I don't understand all of the nuances of passing arguments to functions nested within other functions. I had originally tried to do this with dplyr, but was unable to pass the arguments to dplyr nested within my function.
Here's my function:
myFun <- function(dat, strat.var, PSU, var1){
strata <- as.character(unique(dat[, strat.var]))
N.h <- length(strata)
sdat <- with(dat, split(dat, strat.var))
fun1 <- function(x){ length(unique(x[, PSU])) }
fun2 <- function(x){ sum(tapply(x[, var1], x[, PSU], mean)) }
ns <- sapply(sdat, fun1)
mns <- sapply(sdat, fun2)
dfx <- data.frame(cbind(stratum=strata, ns=ns, mns=mns))
return(list(N.h = N.h, out=dfx))
}
To demonstrate I use the warpbreaks data, but my actual data set has 8 levels of "strat.var" and nested within those are between 2 and 10 levels of "PSU".
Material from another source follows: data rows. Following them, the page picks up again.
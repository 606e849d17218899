//! Bundle signing commands.

use anyhow::{Context, Result};
use jdeploy_bundle::{BundleSigner, DigestSigner, Verification};
use std::path::Path;

/// Run the sign command.
pub fn sign(dir: &str, version: &str) -> Result<()> {
    DigestSigner
        .sign(version, Path::new(dir))
        .with_context(|| format!("Failed to sign {dir}"))?;

    println!("Signed {dir} for version {version}");
    Ok(())
}

/// Run the verify command. Fails unless the bundle is signed correctly.
pub fn verify(dir: &str, version: &str) -> Result<()> {
    let verification = DigestSigner
        .verify(version, Path::new(dir))
        .with_context(|| format!("Failed to verify {dir}"))?;

    match verification {
        Verification::SignedCorrectly => {
            println!("✓ {dir} is signed correctly");
            Ok(())
        }
        Verification::SignatureMismatch { path } => {
            anyhow::bail!("Signature mismatch in {dir}: {path}")
        }
        Verification::NotSigned => anyhow::bail!("{dir} is not signed"),
    }
}
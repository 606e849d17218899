//! Namespace patterns and archive entry matching.
//!
//! A pattern is one rule line from a `.jdpignore` file or one entry of a
//! `nativeNamespaces` list. These notations are accepted:
//!
//! | Notation      | Example                | Matches                                    |
//! |---------------|------------------------|--------------------------------------------|
//! | Package       | `com.example.native`   | `com/example/native` and everything below  |
//! | Absolute path | `/native/windows/`     | `native/windows` and everything below      |
//! | Relative path | `native/windows`       | same as absolute                           |
//! | Bare name     | `debug`                | `debug` and below, and `debug.*` anywhere  |
//! | Glob          | `*.dll`, `win32-*`     | any path segment matching the glob         |
//!
//! Only a bare name matches by file stem; `/debug` is an absolute path.

use glob::{MatchOptions, Pattern};
use std::fmt;

/// How a pattern's text is interpreted.
#[derive(Debug, Clone, Copy, PartialEq, Eq, Hash)]
pub enum Notation {
    /// Dotted Java package, e.g. `com.example.native`.
    Package,
    /// Slash separated path, absolute (`/native/`) or relative (`native/win`).
    Path,
    /// Filename glob, e.g. `*.dll`.
    Glob,
}

const GLOB_OPTIONS: MatchOptions = MatchOptions {
    case_sensitive: true,
    require_literal_separator: true,
    require_literal_leading_dot: false,
};

#[derive(Debug, Clone)]
enum Matcher {
    /// `entry == probe` or `entry` lives under `probe/`.
    Prefix(String),
    /// A [`Matcher::Prefix`] that also names a class and its inner classes.
    Package(String),
    /// A relative single-segment name: a [`Matcher::Prefix`] that also
    /// matches files of that stem anywhere in the archive.
    Name(String),
    /// Glob tested against every single path segment.
    Segment(Pattern),
    /// Glob anchored at the archive root, tested against every leading run
    /// of segments.
    Anchored(Pattern),
}

/// One parsed namespace rule.
#[derive(Debug, Clone)]
pub struct NamespacePattern {
    raw: String,
    keep: bool,
    notation: Notation,
    matcher: Matcher,
}

impl NamespacePattern {
    /// Parse one ignore-file line.
    ///
    /// Returns `None` for blank lines, comments and lines that carry no
    /// pattern text (a lone `!` or `/`). A leading `!` marks a keep rule; the
    /// raw text keeps the marker.
    ///
    /// # Example
    ///
    /// ```
    /// use jdeploy_bundle::{NamespacePattern, Notation};
    ///
    /// let pattern = NamespacePattern::parse("!com.example.native").unwrap();
    /// assert!(pattern.is_keep());
    /// assert_eq!(pattern.notation(), Notation::Package);
    /// assert!(pattern.matches("com/example/native/Lib.class"));
    /// assert!(!pattern.matches("com/example/natives/Lib.class"));
    /// ```
    #[must_use]
    pub fn parse(line: &str) -> Option<Self> {
        let trimmed = line.trim();
        if trimmed.is_empty() || trimmed.starts_with('#') {
            return None;
        }

        match trimmed.strip_prefix('!') {
            Some(rest) => Self::build(trimmed, rest.trim(), true),
            None => Self::build(trimmed, trimmed, false),
        }
    }

    /// Build a pattern from a declared namespace (no `!` handling, the list
    /// it came from decides whether it is a keep rule).
    #[must_use]
    pub fn namespace(text: &str, keep: bool) -> Option<Self> {
        let trimmed = text.trim();
        Self::build(trimmed, trimmed, keep)
    }

    fn build(raw: &str, body: &str, keep: bool) -> Option<Self> {
        if body.is_empty() {
            return None;
        }

        let notation = classify(body);
        let matcher = match notation {
            Notation::Package => Matcher::Package(body.replace('.', "/")),
            Notation::Path => path_matcher(body)?,
            Notation::Glob => glob_matcher(body)?,
        };

        Some(Self {
            raw: raw.to_string(),
            keep,
            notation,
            matcher,
        })
    }

    /// The rule text as written, including a leading `!`.
    #[must_use]
    pub fn raw(&self) -> &str {
        &self.raw
    }

    /// Whether this is a keep rule.
    #[must_use]
    pub fn is_keep(&self) -> bool {
        self.keep
    }

    /// Whether this is a strip (ignore) rule.
    #[must_use]
    pub fn is_ignore(&self) -> bool {
        !self.keep
    }

    /// The notation the rule was classified as.
    #[must_use]
    pub fn notation(&self) -> Notation {
        self.notation
    }

    /// Check whether an archive entry path matches this rule.
    ///
    /// Empty paths never match.
    #[must_use]
    pub fn matches(&self, entry_path: &str) -> bool {
        if entry_path.is_empty() {
            return false;
        }

        match &self.matcher {
            Matcher::Prefix(probe) => contains(probe, entry_path),
            Matcher::Package(probe) => {
                contains(probe, entry_path) || is_class_file_of(probe, entry_path)
            }
            Matcher::Name(name) => contains(name, entry_path) || stem_equals(name, entry_path),
            Matcher::Segment(glob) => {
                segments(entry_path).any(|s| glob.matches_with(s, GLOB_OPTIONS))
            }
            Matcher::Anchored(glob) => {
                let parts: Vec<&str> = segments(entry_path).collect();
                (1..=parts.len()).any(|n| glob.matches_with(&parts[..n].join("/"), GLOB_OPTIONS))
            }
        }
    }
}

impl PartialEq for NamespacePattern {
    fn eq(&self, other: &Self) -> bool {
        self.raw == other.raw && self.keep == other.keep
    }
}

impl Eq for NamespacePattern {}

impl fmt::Display for NamespacePattern {
    fn fmt(&self, f: &mut fmt::Formatter<'_>) -> fmt::Result {
        f.write_str(&self.raw)
    }
}

/// Check whether any pattern in `patterns` matches `entry_path`.
#[must_use]
pub fn matches_any(patterns: &[NamespacePattern], entry_path: &str) -> bool {
    patterns.iter().any(|p| p.matches(entry_path))
}

fn classify(body: &str) -> Notation {
    if body.contains('*') {
        Notation::Glob
    } else if body.starts_with('/') {
        Notation::Path
    } else if !body.contains('/') && body.contains('.') {
        Notation::Package
    } else {
        Notation::Path
    }
}

fn normalize_path(body: &str) -> Option<&str> {
    let probe = body.strip_prefix('/').unwrap_or(body).trim_end_matches('/');
    (!probe.is_empty()).then_some(probe)
}

/// Absolute rules and rules with a separator only match by prefix.
fn path_matcher(body: &str) -> Option<Matcher> {
    let probe = normalize_path(body)?.to_string();
    if is_bare_name(body) {
        Some(Matcher::Name(probe))
    } else {
        Some(Matcher::Prefix(probe))
    }
}

fn glob_matcher(body: &str) -> Option<Matcher> {
    let anchored = body.contains('/');
    let probe = normalize_path(body)?;

    let source = if anchored {
        probe.to_string()
    } else {
        // Within one segment `**` cannot cross a separator anyway.
        collapse_double_star(probe)
    };

    match Pattern::new(&source) {
        Ok(glob) if anchored => Some(Matcher::Anchored(glob)),
        Ok(glob) => Some(Matcher::Segment(glob)),
        Err(e) => {
            tracing::warn!("Unsupported glob '{}' ({}), matching it as a literal path", body, e);
            Some(Matcher::Prefix(probe.to_string()))
        }
    }
}

fn collapse_double_star(s: &str) -> String {
    let mut out = String::with_capacity(s.len());
    for c in s.chars() {
        if c == '*' && out.ends_with('*') {
            continue;
        }
        out.push(c);
    }
    out
}

fn segments(path: &str) -> impl Iterator<Item = &str> {
    path.split('/').filter(|s| !s.is_empty())
}

fn contains(probe: &str, entry_path: &str) -> bool {
    entry_path == probe
        || entry_path
            .strip_prefix(probe)
            .is_some_and(|rest| rest.starts_with('/'))
}

/// `com/example/MyClass` names `com/example/MyClass.class` and its inner
/// classes `com/example/MyClass$Inner.class`.
fn is_class_file_of(probe: &str, entry_path: &str) -> bool {
    let Some(rest) = entry_path.strip_prefix(probe) else {
        return false;
    };
    rest == ".class" || (rest.starts_with('$') && rest.ends_with(".class"))
}

fn is_bare_name(body: &str) -> bool {
    !body.contains('/') && !body.contains('.')
}

/// A bare name also matches files of that name anywhere in the archive,
/// ignoring ASCII case and extension (`debug` matches `com/x/Debug.class`).
fn stem_equals(probe: &str, entry_path: &str) -> bool {
    if entry_path.ends_with('/') {
        return false;
    }
    let Some(file_name) = entry_path.rsplit('/').next() else {
        return false;
    };
    let stem = file_name
        .split(['.', '$'])
        .next()
        .unwrap_or(file_name);
    stem.eq_ignore_ascii_case(probe)
}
myFun(dat=warpbreaks, strat.var="wool", PSU="tension", var1="breaks")
# $N.h
# [1] 2
# $out
# stratum ns mns
# 1 A 3 84.4444444444444
# 2 B 3 84.4444444444444
But this isn't correct, because doing it by hand I get:
sdat <- with(warpbreaks, split(warpbreaks, wool))
fun1 <- function(x, PSU){ length(unique(x[, PSU])) }
fun2 <- function(x, PSU, var1){ sum(tapply(x[, var1], x[, PSU], mean)) }
sapply(sdat, fun1, PSU="tension")
# A B
# 3 3
sapply(sdat, fun2, PSU="tension", var1="breaks")
# A B
# 93.11111 75.77778
I'm using sapply()
because of posts like this one and this one. And I'm not using subset()
because I couldn't get it to work. I'm aslo open to any suggestions using dplyr()
.
Thanks in advance for any and all help!